Compound Angles – Problems

Compound Angles – Problems

Definition: The algebraic sum of two or more angles is called a Compound angles. i.e, A + B, A – B, A + B + C, A + B – C, A – B + C, B + C – A … etc,

1. Simplify the following

i. cos (100) cos (40) + sin (100) sin (40)

Solution: Given that,

cos (100) cos (40) + sin (100) sin (40)

we can use the formula is cos (A – B) = cos A cos B + sin A sin B

now given that in the form of cos(A-B)

A = 100 and B = 40

cos (100 – 40) = cos (100) cos (40) + sin (100) sin (40)

cos (60) = ½

ii. tan (π/4 + θ) tan (π/4 – θ)

Solution: Given that,

tan (π/4 + θ) tan (π/4 – θ)

we can use tan (A + B) = (tan A + tan B)/ (1- tan A tan B)

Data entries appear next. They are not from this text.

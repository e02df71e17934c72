// Card game score keeper entry point.
//
// Startup sequence:
// 1. Load config (copying defaults on first run)
// 2. Initialize tracing (log to file, not terminal)
// 3. Create the ledger-owning AppState
// 4. Read commands line by line until `quit` or end of input

use std::io::{self, BufRead, Write};

use anyhow::Context;
use tracing::{info, warn};

use cardtally_app::app::AppState;
use cardtally_app::config::{self, LoggingConfig};
use cardtally_app::input;
use cardtally_app::protocol::{UiUpdate, UserCommand, View};
use cardtally_app::render;

fn main() -> anyhow::Result<()> {
    // 1. Load config
    let config = config::load_config().context("failed to load configuration")?;

    // 2. Initialize tracing
    init_tracing(&config.logging)?;
    info!(
        "Config loaded: variant={:?}, {} game types",
        config.rules.variant,
        config.game_types.len()
    );

    // 3. Create the application state
    let mut state = AppState::new(config);

    // 4. Command loop
    let stdin = io::stdin();
    let mut out = io::stdout().lock();
    writeln!(out, "cardtally - type `help` for commands")?;
    let first = state.handle_user_command(UserCommand::Show(View::Table));
    writeln!(out, "{}", render::render(&first))?;
    prompt(&mut out)?;

    for line in stdin.lock().lines() {
        let line = line.context("failed to read input")?;
        match input::parse_command(&line) {
            Ok(None) => {}
            Ok(Some(cmd)) => {
                let update = state.handle_user_command(cmd);
                writeln!(out, "{}", render::render(&update))?;
                if update == UiUpdate::Quit {
                    break;
                }
            }
            Err(e) => {
                warn!("Unparseable input {:?}: {}", line, e);
                writeln!(out, "error: {e}")?;
            }
        }
        prompt(&mut out)?;
    }

    info!("Session ended after {} rounds", state.ledger.rounds().len());
    Ok(())
}

fn prompt(out: &mut impl Write) -> io::Result<()> {
    write!(out, "> ")?;
    out.flush()
}

/// Initialize tracing to log to a file (not the terminal, which is used for
/// the interactive session).
fn init_tracing(logging: &LoggingConfig) -> anyhow::Result<()> {
    use tracing_subscriber::fmt;
    use tracing_subscriber::EnvFilter;

    let log_dir = std::env::current_dir()?.join(&logging.dir);
    std::fs::create_dir_all(&log_dir)
        .with_context(|| format!("failed to create log directory {}", log_dir.display()))?;

    let log_file = std::fs::File::create(log_dir.join("cardtally.log"))?;

    let subscriber = fmt::Subscriber::builder()
        .with_env_filter(
            EnvFilter::try_from_default_env().unwrap_or_else(|_| EnvFilter::new(&logging.filter)),
        )
        .with_writer(log_file)
        .with_ansi(false)
        .with_target(true)
        .with_line_number(true)
        .finish();

    tracing::subscriber::set_global_default(subscriber)
        .context("failed to set tracing subscriber")?;

    Ok(())
}
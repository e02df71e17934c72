// Committed rounds.

use std::collections::BTreeMap;
use std::fmt;

use serde::Serialize;

use crate::player::PlayerId;

/// Ledger-assigned round identifier. Unlike the round number, ids are never
/// reused after a reset. Displayed as `r<n>`.
#[derive(Debug, Clone, Copy, PartialEq, Eq, PartialOrd, Ord, Hash, Serialize)]
#[serde(into = "String")]
pub struct RoundId(pub u64);

impl fmt::Display for RoundId {
    fn fmt(&self, f: &mut fmt::Formatter<'_>) -> fmt::Result {
        write!(f, "r{}", self.0)
    }
}

impl From<RoundId> for String {
    fn from(id: RoundId) -> Self {
        id.to_string()
    }
}

/// One committed round: the frozen per-player deltas.
///
/// Rounds are created only by `GameLedger::commit_round` and are read-only
/// to everyone else. The round total is always recomputed from `scores`.
#[derive(Debug, Clone, PartialEq, Eq, Serialize)]
pub struct Round {
    id: RoundId,
    number: u32,
    scores: BTreeMap<PlayerId, i64>,
}

impl Round {
    pub(crate) fn new(id: RoundId, number: u32, scores: BTreeMap<PlayerId, i64>) -> Self {
        Round { id, number, scores }
    }

    pub fn id(&self) -> RoundId {
        self.id
    }

    /// 1-based position of this round in commit order.
    pub fn number(&self) -> u32 {
        self.number
    }

    /// Per-player deltas, ordered by player id (insertion order).
    pub fn scores(&self) -> &BTreeMap<PlayerId, i64> {
        &self.scores
    }

    /// The delta recorded for `player`, or 0 if the player has no entry.
    pub fn score_for(&self, player: PlayerId) -> i64 {
        self.scores.get(&player).copied().unwrap_or(0)
    }

    /// Sum of all deltas in this round, saturating at the `i64` bounds.
    pub fn total(&self) -> i64 {
        self.scores
            .values()
            .fold(0i64, |acc, &d| acc.saturating_add(d))
    }

    /// Drop a removed player's entry.
    pub(crate) fn forget_player(&mut self, player: PlayerId) {
        self.scores.remove(&player);
    }
}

tan (π/4 + θ) = (tan (π/4) + tanθ)/(1- tan (π/4) tanθ)

                         = (1 + tanθ)/ (1 – tanθ) … (1)

tan (π/4 – θ) = (tan(π/4) – tanθ)/ (1+ tan(π/4) tanθ)

                        = (1 – tanθ)/ (1 + tanθ) … (2)

From equation (1) and (2)

tan (π/4 + θ) tan (π/4 – θ) = (1 + tanθ)/ (1 – tanθ) (1 – tanθ)/ (1 + tanθ)

tan (π/4 + θ) tan (π/4 – θ) = 1

2. Find the values of sin 18

Solution: Given sin 18

Let θ = 18 then

2θ = 36 = 90 – 3θ.

Now sin2θ = 2sinθ cosθ and

sin (90 – 3θ) = cos3θ = 4cos³θ – 3cosθ

2sinθ cosθ = cosθ (4cos²θ – 3) = cosθ (1 – 4sin²θ).

Hence, 2sinθ = 1 – 4sin²θ

4sin²θ + 2sinθ – 1 = 0

We can compare to quadratic expression ax² + bx + c = 0 then find the factors sinθ

=  \(\frac{-2\pm \sqrt{{{2}^{2}}-4(4)(-1)}}{2.4}\),

= \(\frac{-2\pm \sqrt{4+16}}{2.4}\),

 = \(\frac{-2\pm \sqrt{20}}{2.4}\),

= \(\frac{-2\pm 2\sqrt{5}}{2.4}\),

 = \(\frac{-1\pm \sqrt{5}}{4}\),

sinθ = \(\frac{-1+\sqrt{5}}{4}\), \(\frac{-1-\sqrt{5}}{4}\),

But as sinθ > 0 we have sinθ =  \(\frac{-1+\sqrt{5}}{4}\).